Keywords: working memory, magnetic resonance imaging, cardiovascular disease, endothelium, middle-aged, cognition

Introduction

Dementia currently affects over 24 million people and its prevalence is anticipated to double over the next twenty years (Qiu, De Ronchi, & Fratiglioni, 2007), making it one of the most significant and prevalent emerging public health issues. As successful treatments for dementia are lacking, identification and management of modifiable risk factors are essential. Recent reports suggest that vascular etiology contributes to over 50% of all dementia cases (Breteler, 2000). Atherosclerotic processes have been implicated in the pathogenesis of Alzheimer’s disease (Roher et al., 2003) and greater arterial stiffness has been recorded in individuals with dementia than in age-matched healthy controls (Hanon et al., 2005). Given that vascular risk factors for dementia are potentially modifiable, it is of utmost importance to find an efficacious method for identifying the early signs of vascular deterioration and their impact on cognition.

One promising approach has been to examine cardiac factors in relation to cognitive performance and brain structure integrity in non-demented older adults with cardiovascular disease (Gunstad et al., 2005; Haley et al., 2007a; Hoth et al., 2007; Moser et al., 2008; Paul et al., 2005). Using this approach, clinically significant levels of atherosclerosis and peripheral endothelial dysfunction have been associated with poorer attention-executive-psychomotor performance and greater white matter damage (Forman et al., 2008; Haley et al., 2007b; Hoth et al., 2007). While these studies have helped to elucidate the relationship between vascular health and brain function, their findings were limited to elderly adults already suffering from cardiovascular disease and exhibiting signs of vascular cognitive impairment. Considering that our best defense against dementia is prevention, it would be ideal to identify vascular markers that are associated with cerebral alterations in younger, healthier individuals.
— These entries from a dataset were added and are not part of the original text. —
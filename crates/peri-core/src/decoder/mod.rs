//! Shift/reduce beam-search decoder with early-update training.
//!
//! `decode` runs the search over one code string; `update`/`train` drive
//! online learning; `predict`/`evaluate` rank candidates and measure the
//! model. Search and training internals live in sibling modules.

pub mod explain;
mod features;
mod lattice;
mod metrics;
mod search;
mod training;

#[cfg(test)]
mod testutil;
#[cfg(test)]
mod tests;

pub use features::PathFeatures;
pub use lattice::{Lattice, Node, NodeId, ReversePath};
pub use metrics::{EvalReport, TrainReport};
pub use training::TrainOutcome;

use std::sync::OnceLock;

use crate::dict::{Dictionary, Word};
use crate::model::Model;

pub const DEFAULT_BEAM_SIZE: usize = 20;

/// Sentence-boundary sentinel: anchors bigram features at both ends of a
/// path and is never emitted into output text.
pub(crate) fn boundary() -> &'static Word {
    static BOUNDARY: OnceLock<Word> = OnceLock::new();
    BOUNDARY.get_or_init(|| Word::new("", ""))
}

pub struct Decoder<'d> {
    dict: &'d Dictionary,
    beam_size: usize,
    model: Model,
}

impl<'d> Decoder<'d> {
    pub fn new(dict: &'d Dictionary) -> Self {
        Self::with_beam_size(dict, DEFAULT_BEAM_SIZE)
    }

    pub fn with_beam_size(dict: &'d Dictionary, beam_size: usize) -> Self {
        Self::with_model(dict, beam_size, Model::default())
    }

    pub fn with_model(dict: &'d Dictionary, beam_size: usize, model: Model) -> Self {
        assert!(beam_size > 0, "beam size must be positive");
        Self {
            dict,
            beam_size,
            model,
        }
    }

    pub fn dict(&self) -> &'d Dictionary {
        self.dict
    }

    pub fn beam_size(&self) -> usize {
        self.beam_size
    }

    pub fn model(&self) -> &Model {
        &self.model
    }

    pub fn model_mut(&mut self) -> &mut Model {
        &mut self.model
    }
}
//! Whole-epoch training and evaluation reports.
//!
//! Ratios over zero denominators are NaN (e.g. `precision` when nothing
//! decoded); consumers should treat NaN as "undefined", not zero.

use std::fmt;

use serde::Serialize;

#[derive(Debug, Clone, Copy, Serialize)]
pub struct TrainReport {
    /// Samples seen, decodable or not.
    pub count: usize,
    /// Fraction of samples whose reference text was decodable.
    pub success_rate: f64,
    /// Fraction of decodable samples whose labeled reference ranked first.
    pub precision: f64,
    /// Mean negative log probability of the labeled reference.
    pub loss: f64,
    /// Fraction of decodable samples whose tracking stopped early.
    pub early_update_rate: f64,
}

impl fmt::Display for TrainReport {
    fn fmt(&self, f: &mut fmt::Formatter<'_>) -> fmt::Result {
        write!(
            f,
            "count = {}, success rate = {}, precision = {}, loss = {}, early update rate = {}",
            self.count, self.success_rate, self.precision, self.loss, self.early_update_rate
        )
    }
}

#[derive(Debug, Clone, Copy, Serialize)]
pub struct EvalReport {
    /// Samples seen, decodable or not.
    pub count: usize,
    /// Fraction of samples whose code decoded and whose text was producible.
    pub success_rate: f64,
    /// Fraction of decoded samples whose target ranked first.
    pub precision: f64,
    /// Fraction of decoded samples whose target ranked within the beam.
    pub p_at_beam: f64,
    /// Mean negative log probability of the target text.
    pub loss: f64,
    /// Beam size the evaluation ran with (names the `p@N` column).
    pub beam_size: usize,
}

impl fmt::Display for EvalReport {
    fn fmt(&self, f: &mut fmt::Formatter<'_>) -> fmt::Result {
        write!(
            f,
            "count = {}, success rate = {}, precision = {}, p@{} = {}, loss = {}",
            self.count, self.success_rate, self.precision, self.beam_size, self.p_at_beam, self.loss
        )
    }
}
The key challenge was to identify a vascular marker with prognostic significance for future vascular dysfunction. We chose to focus on endothelial function since it is considered an overall indicator of vascular health (Vita & Keaney Jr, 2002). Vascular endothelium plays an important role in the maintenance of vascular tone and prevention of atherosclerosis by inhibiting leukocyte and platelet adhesion to the arterial wall (Brunner et al., 2005). More importantly, endothelial dysfunction is evident before the development of clinically-defined atherosclerosis (Vita & Keaney Jr, 2002) and is considered a pathogenic factor in the development and progression of cardiovascular disease (Perticone et al., 2001).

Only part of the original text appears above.